Where a line in the data below includes the word "lookup", count it. State the total and nothing more.

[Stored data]
◆ ◆ ◆ ◆ ◆

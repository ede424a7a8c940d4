//! Configuration loading and management
//!
//! Defaults, then `$HOME/.config/keyhook/config.json` when present, then
//! `KEYHOOK_*` environment overrides.

use std::path::{Path, PathBuf};
use std::time::Duration;

use anyhow::{bail, Context, Result};
use serde::Deserialize;

const POLL_INTERVAL_VAR: &str = "KEYHOOK_POLL_INTERVAL_MS";
const CHANNEL_CAPACITY_VAR: &str = "KEYHOOK_CHANNEL_CAPACITY";

/// Daemon configuration
#[derive(Debug, Clone, PartialEq, Eq, Deserialize)]
#[serde(default)]
pub struct Config {
    /// Longest idle wait of the dispatcher before it re-checks the buffer
    pub poll_interval_ms: u64,

    /// Capacity of the channel bridging dispatched keys into the runtime
    pub channel_capacity: usize,
}

impl Default for Config {
    fn default() -> Self {
        Self {
            poll_interval_ms: 10,
            channel_capacity: 256,
        }
    }
}

impl Config {
    /// Load configuration from file, environment and defaults
    pub fn load() -> Result<Self> {
        let home = std::env::var("HOME")?;
        let path = Self::default_path(Path::new(&home));

        let mut config = if path.exists() {
            Self::from_file(&path)?
        } else {
            Self::default()
        };

        config.apply_env(|key| std::env::var(key).ok())?;
        config.validate()?;
        Ok(config)
    }

    /// Location of the optional config file under `home`
    pub fn default_path(home: &Path) -> PathBuf {
        home.join(".config").join("keyhook").join("config.json")
    }

    pub fn from_file(path: &Path) -> Result<Self> {
        let contents = std::fs::read_to_string(path)
            .with_context(|| format!("failed to read config file {}", path.display()))?;
        Self::from_json(&contents)
            .with_context(|| format!("invalid config file {}", path.display()))
    }

    /// Parse a JSON document; missing fields keep their defaults
    pub fn from_json(json: &str) -> Result<Self> {
        Ok(serde_json::from_str(json)?)
    }

    /// Override fields from `KEYHOOK_*` variables
    pub fn apply_env(&mut self, lookup: impl Fn(&str) -> Option<String>) -> Result<()> {
        if let Some(value) = lookup(POLL_INTERVAL_VAR) {
            self.poll_interval_ms = value
                .trim()
                .parse::<u64>()
                .with_context(|| {
                    format!("{} must be an integer, got {:?}", POLL_INTERVAL_VAR, value)
                })?;
        }
        if let Some(value) = lookup(CHANNEL_CAPACITY_VAR) {
            self.channel_capacity = value
                .trim()
                .parse::<usize>()
                .with_context(|| {
                    format!("{} must be an integer, got {:?}", CHANNEL_CAPACITY_VAR, value)
                })?;
        }
        Ok(())
    }

    pub fn validate(&self) -> Result<()> {
        if self.poll_interval_ms == 0 {
            bail!("poll_interval_ms must be greater than zero");
        }
        if self.channel_capacity == 0 {
            bail!("channel_capacity must be greater than zero");
        }
        Ok(())
    }

    pub fn poll_interval(&self) -> Duration {
        Duration::from_millis(self.poll_interval_ms)
    }
}

#[cfg(test)]
mod tests {
    use super::*;

    #[test]
    fn test_defaults() {
        let config = Config::default();
        assert_eq!(config.poll_interval(), Duration::from_millis(10));
        assert_eq!(config.channel_capacity, 256);
        assert!(config.validate().is_ok());
    }

    #[test]
    fn test_partial_json_keeps_defaults() {
        let config = Config::from_json(r#"{ "poll_interval_ms": 25 }"#).unwrap();
        assert_eq!(config.poll_interval_ms, 25);
        assert_eq!(config.channel_capacity, 256);
    }

    #[test]
    fn test_invalid_json_rejected() {
        assert!(Config::from_json(r#"{ "poll_interval_ms": "fast" }"#).is_err());
    }

    #[test]
    fn test_env_overrides() {
        let mut config = Config::default();
        config
            .apply_env(|key| match key {
                POLL_INTERVAL_VAR => Some(" 5 ".to_string()),
                CHANNEL_CAPACITY_VAR => Some("64".to_string()),
                _ => None,
            })
            .unwrap();
        assert_eq!(config.poll_interval_ms, 5);
        assert_eq!(config.channel_capacity, 64);
    }

    #[test]
    fn test_env_override_must_be_numeric() {
        let mut config = Config::default();
        let result =
            config.apply_env(|key| (key == POLL_INTERVAL_VAR).then(|| "soon".to_string()));
        assert!(result.is_err());
        assert_eq!(config, Config::default());
    }

    #[test]
    fn test_zero_values_rejected() {
        let config = Config {
            poll_interval_ms: 0,
            ..Config::default()
        };
        assert!(config.validate().is_err());

        let config = Config {
            channel_capacity: 0,
            ..Config::default()
        };
        assert!(config.validate().is_err());
    }

    #[test]
    fn test_default_path() {
        let path = Config::default_path(Path::new("/home/alice"));
        assert_eq!(path, PathBuf::from("/home/alice/.config/keyhook/config.json"));
    }
}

◆ ◆ ◆ ◆ ◆

• **EXERCISE SOLUTION**:
3